(Dataset entries)
Start of Block
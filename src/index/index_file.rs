use crate::index::index_entry::IndexEntry;
use crate::index::index_extension::IndexExtension;
use crate::object_id::ObjectId;

/// Decoded index file.
///
/// Immutable once parsing completes: the aggregate owns every extracted
/// value and the source buffer is discarded. Entries and extensions keep
/// their on-disk order.
#[derive(Debug, Clone)]
pub struct IndexFile {
    version: u32,
    checksum: ObjectId,
    entries: Vec<IndexEntry>,
    extensions: Vec<IndexExtension>,
}

impl IndexFile {
    pub(crate) fn new(
        version: u32,
        checksum: ObjectId,
        entries: Vec<IndexEntry>,
        extensions: Vec<IndexExtension>,
    ) -> Self {
        IndexFile {
            version,
            checksum,
            entries,
            extensions,
        }
    }

    /// Index file format version (2 or 3)
    pub fn version(&self) -> u32 {
        self.version
    }

    /// Trailing checksum as 40 lowercase hex characters
    pub fn checksum(&self) -> &ObjectId {
        &self.checksum
    }

    /// Entries in on-disk order
    pub fn entries(&self) -> &[IndexEntry] {
        &self.entries
    }

    /// Extensions in on-disk order
    pub fn extensions(&self) -> &[IndexExtension] {
        &self.extensions
    }
}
End of Block
| EXERCISE OBJECTIVE |
Repeat every record exactly as written, please.

| YOUR SOLUTION |
filename src/index/index_file.rs
use crate::index::index_entry::IndexEntry;
use crate::index::index_extension::IndexExtension;
use crate::object_id::ObjectId;

/// Decoded index file.
///
/// Immutable once parsing completes: the aggregate owns every extracted
/// value and the source buffer is discarded. Entries and extensions keep
/// their on-disk order.
#[derive(Debug, Clone)]
pub struct IndexFile {
    version: u32,
    checksum: ObjectId,
    entries: Vec<IndexEntry>,
    extensions: Vec<IndexExtension>,
}

impl IndexFile {
    pub(crate) fn new(
        version: u32,
        checksum: ObjectId,
        entries: Vec<IndexEntry>,
        extensions: Vec<IndexExtension>,
    ) -> Self {
        IndexFile {
            version,
            checksum,
            entries,
            extensions,
        }
    }

    /// Index file format version (2 or 3)
    pub fn version(&self) -> u32 {
        self.version
    }

    /// Trailing checksum as 40 lowercase hex characters
    pub fn checksum(&self) -> &ObjectId {
        &self.checksum
    }

    /// Entries in on-disk order
    pub fn entries(&self) -> &[IndexEntry] {
        &self.entries
    }

    /// Extensions in on-disk order
    pub fn extensions(&self) -> &[IndexExtension] {
        &self.extensions
    }
}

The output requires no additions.